§ EXERCISE OBJECTIVE
Where the records below show the word "replace" in a line, please copy that line.
===== AVAILABLE DATA
/// Path processing utility functions / 路径处理工具函数

/// Clean and normalize a request path / 清理和规范化路径
/// 1. On Windows, replace backslashes with forward slashes / Windows 下将反斜杠替换为正斜杠
/// 2. Ensure path starts with / / 确保路径以 / 开头
/// 3. Clean . and .. in path / 清理路径中的 . 和 ..
///
/// A backslash is an ordinary file name character on Unix and is kept there.
pub fn fix_and_clean_path(path: &str) -> String {
    let path = if cfg!(windows) {
        path.replace('\\', "/")
    } else {
        path.to_string()
    };
    let path = if path.starts_with('/') {
        path
    } else {
        format!("/{}", path)
    };

    clean_path(&path)
}

/// Clean path, handle ., .. and duplicate / / 清理路径，处理 . 和 .. 和重复的 /
fn clean_path(path: &str) -> String {
    let mut parts: Vec<&str> = Vec::new();

    for part in path.split('/') {
        match part {
            "" | "." => continue,
            ".." => {
                parts.pop();
            }
            _ => parts.push(part),
        }
    }

    if parts.is_empty() {
        "/".to_string()
    } else {
        format!("/{}", parts.join("/"))
    }
}

/// Get file extension (lowercase), empty for dotfiles and names without one / 获取文件扩展名
pub fn get_ext(path: &str) -> String {
    std::path::Path::new(path)
        .extension()
        .and_then(|e| e.to_str())
        .unwrap_or("")
        .to_lowercase()
}

/// Parse a depth override; anything that is not a non-negative integer yields the default / 解析搜索深度
pub fn parse_depth(raw: Option<&str>, default: usize) -> usize {
    raw.and_then(|s| s.trim().parse::<usize>().ok())
        .unwrap_or(default)
}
==========
§ ANSWER TO THE PROBLEM
/// 1. On Windows, replace backslashes with forward slashes / Windows 下将反斜杠替换为正斜杠
        path.replace('\\', "/")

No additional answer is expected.